Именно «отупление» кажется мне наиболее привлекательным в реальности 2024-го года подвидом low-tech. Он подразумевает не радикальный отказ от любых современных гаджетов и переезд в ирландскую глубинку без электричества по примеру Марка Бойла, а постепенную примитивизацию своего технологического поведения.
Например, сознательное удаление со смартфона всех социальных медиа, кроме мессенджеров и почтовых клиентов, на которые, в свою очередь, выставляются временные лимиты. Или же сознательную покупку более «тупой», устаревшей модели телефона, поддерживающей только базовые его функции — и постепенное их вытеснение сторонними «тупыми» гаджетами вроде фотоаппарата, музыкального плеера и электронной книги. А также «тупыми» социальными действиями — например, попыткой завести друзей в местном центре современного искусства или спортивном клубе вместо приложения Bumble.
По сути это возвращение в 2000-е годы, условный 2007-й, когда телефоны, ноутбуки и всяческие портативные консоли вроде PSP были почти у каждого, но они были слишком «тупы», чтобы всецело претендовать на конкуренцию за человеческое внимание с реальностью.

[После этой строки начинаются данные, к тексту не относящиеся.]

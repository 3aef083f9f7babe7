// -------------------------------------------------------------------------------------------------
//  Copyright (C) 2015-2026 Nautech Systems Pty Ltd. All rights reserved.
//  https://nautechsystems.io
//
//  Licensed under the GNU Lesser General Public License Version 3.0 (the "License");
//  You may not use this file except in compliance with the License.
//  You may obtain a copy of the License at https://www.gnu.org/licenses/lgpl-3.0.en.html
//
//  Unless required by applicable law or agreed to in writing, software
//  distributed under the License is distributed on an "AS IS" BASIS,
//  WITHOUT WARRANTIES OR CONDITIONS OF ANY KIND, either express or implied.
//  See the License for the specific language governing permissions and
//  limitations under the License.
// -------------------------------------------------------------------------------------------------

//! Bitfinex API credential handling and request signing.
//!
//! Authenticated v2 requests carry three headers: a strictly increasing
//! nonce, the API key, and a hex-encoded HMAC-SHA384 signature over
//! `"/api/" + versioned-path + nonce + body`. The venue rejects replayed or
//! out-of-order nonces, so nonce issuance is serialized per credential and
//! guarded against clock regression.

use std::{
    fmt::Debug,
    sync::Mutex,
    time::{SystemTime, UNIX_EPOCH},
};

use aws_lc_rs::hmac;
use ustr::Ustr;
use zeroize::ZeroizeOnDrop;

use crate::common::consts::SIGNING_PATH_PREFIX;

/// Returns the current Unix time in milliseconds.
fn unix_millis() -> u64 {
    SystemTime::now()
        .duration_since(UNIX_EPOCH)
        .expect("Time went backwards")
        .as_millis() as u64
}

/// Issues strictly increasing integer nonces based on a millisecond clock.
///
/// Issuance is serialized: concurrent callers on the same generator always
/// observe distinct, increasing values, even if the wall clock stalls or
/// steps backwards between calls.
#[derive(Debug, Default)]
pub struct NonceGenerator {
    last: Mutex<u64>,
}

impl NonceGenerator {
    /// Returns the next nonce.
    pub fn next_nonce(&self) -> u64 {
        let now = unix_millis();
        let mut last = self.last.lock().expect("nonce mutex poisoned");
        *last = if now > *last { now } else { *last + 1 };
        *last
    }
}

/// Bitfinex API credentials for signing requests.
///
/// Uses HMAC SHA384 with hexadecimal encoding, as required by the Bitfinex
/// v2 REST API signing scheme.
#[derive(ZeroizeOnDrop)]
pub struct BitfinexCredential {
    #[zeroize(skip)]
    pub api_key: Ustr,
    api_secret: Box<[u8]>,
    #[zeroize(skip)]
    nonces: NonceGenerator,
}

impl Debug for BitfinexCredential {
    fn fmt(&self, f: &mut std::fmt::Formatter<'_>) -> std::fmt::Result {
        f.debug_struct(stringify!(BitfinexCredential))
            .field("api_key", &self.api_key)
            .field("api_secret", &"<redacted>")
            .finish()
    }
}

impl BitfinexCredential {
    /// Creates a new [`BitfinexCredential`] instance.
    #[must_use]
    pub fn new(api_key: String, api_secret: String) -> Self {
        Self {
            api_key: api_key.into(),
            api_secret: api_secret.into_bytes().into_boxed_slice(),
            nonces: NonceGenerator::default(),
        }
    }

    /// Returns the API key.
    #[must_use]
    pub fn api_key(&self) -> &str {
        self.api_key.as_str()
    }

    /// Issues the next nonce for this credential.
    #[must_use]
    pub fn next_nonce(&self) -> u64 {
        self.nonces.next_nonce()
    }

    /// Signs a message with HMAC SHA384 and returns a lowercase hex digest.
    #[must_use]
    pub fn sign(&self, message: &str) -> String {
        let key = hmac::Key::new(hmac::HMAC_SHA384, &self.api_secret);
        let tag = hmac::sign(&key, message.as_bytes());
        hex::encode(tag.as_ref())
    }

    /// Signs an authenticated request over the versioned path, nonce and body.
    ///
    /// The signing input is `"/api/" + versioned_path + nonce + body` where
    /// `body` is the exact JSON string sent on the wire.
    #[must_use]
    pub fn sign_request(&self, versioned_path: &str, nonce: u64, body: &str) -> String {
        let message = format!("{SIGNING_PATH_PREFIX}{versioned_path}{nonce}{body}");
        self.sign(&message)
    }
}

////////////////////////////////////////////////////////////////////////////////
// Tests
////////////////////////////////////////////////////////////////////////////////

#[cfg(test)]
mod tests {
    use std::sync::Arc;

    use rstest::rstest;

    use super::*;

    #[rstest]
    fn test_sign_matches_rfc4231_test_vector() {
        // RFC 4231 test case 2 for HMAC-SHA384
        let cred = BitfinexCredential::new("test_key".to_string(), "Jefe".to_string());
        let expected = "af45d2e376484031617f78d2b58a6b1b9c7ef464f5a01b47e42ec3736322445e\
                        8e2240ca5e69e2c78b3239ecfab21649";

        assert_eq!(cred.sign("what do ya want for nothing?"), expected);
    }

    #[rstest]
    fn test_sign_request_concatenation_order() {
        let cred = BitfinexCredential::new("key".to_string(), "secret".to_string());
        let direct = cred.sign("/api/v2/auth/r/wallets1578784364748{}");

        assert_eq!(cred.sign_request("v2/auth/r/wallets", 1_578_784_364_748, "{}"), direct);
    }

    #[rstest]
    fn test_nonce_strictly_increasing() {
        let generator = NonceGenerator::default();
        let mut previous = generator.next_nonce();
        for _ in 0..1000 {
            let nonce = generator.next_nonce();
            assert!(nonce > previous);
            previous = nonce;
        }
    }

    #[rstest]
    fn test_nonce_distinct_under_concurrency() {
        let cred = Arc::new(BitfinexCredential::new("k".to_string(), "s".to_string()));
        let mut handles = Vec::new();
        for _ in 0..8 {
            let cred = cred.clone();
            handles.push(std::thread::spawn(move || {
                (0..250).map(|_| cred.next_nonce()).collect::<Vec<_>>()
            }));
        }

        let mut all: Vec<u64> = handles
            .into_iter()
            .flat_map(|h| h.join().unwrap())
            .collect();
        let total = all.len();
        all.sort_unstable();
        all.dedup();

        assert_eq!(all.len(), total, "nonces must be unique across threads");
    }

    #[rstest]
    fn test_debug_redacts_secret() {
        let cred = BitfinexCredential::new("visible".to_string(), "hidden".to_string());
        let debug_str = format!("{cred:?}");

        assert!(debug_str.contains("visible"));
        assert!(debug_str.contains("<redacted>"));
        assert!(!debug_str.contains("hidden"));
    }
}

Мне в этом видится идеальный баланс, нарушение которого во многом и определяет весь тот длинный перечень проблем 2020-х: от глобальной депрессии до расширения сети диктатур. Потому что, говоря совсем грубо и упрощенно, для того, чтобы мир стал более приятным и дружелюбным местом, в нем нужно именно жить — а не развертывать инфраструктуру для массового цифрового эскапизма.
«Земля не поглотила меня целиком из-за того, что у меня не было телефона — учитывая состояние мира, я чувствовала себя относительно спокойно… Впервые за долгое время я смогла пройтись по улицам и иметь полноценные мысли, разговоры и чувства без неконтролируемого вторжения в них мировых событий через push-уведомления, эмоционального срыва через тексты или затягивающего отвлечения прокруткой полуоформленных мыслей, чувств и эмоций других людей, выраженных в социальных сетях. Я была полностью вовлечена в общение с людьми и глубже погрузилась в свою творческую работу», — писала Гонсалес.
Удивительно, что в 2024-м году описанный в этой цитате образ жизни представляет собой совершенно радикальную контркультуру, практике которой современность всячески противится. Сейчас мир устроен таким образом, что без уведомлений от Instagram и Facebook, без навигации от Google Maps и подписок на стриминговые сервисы вы будете чувствовать себя совершенным социальным инвалидом и ходячим анахронизмом. Но важно помнить, что все перечисленное создает лишь иллюзию реального взаимодействия, за которой скрываются несколько тысяч часов экранного времени в год, затраченных на взаимодействие сугубо с вашим устройством — и с реальностью, которую оно генерирует. Есть большие сомнения, что подобный образ жизни может вести к чему-то благотворному.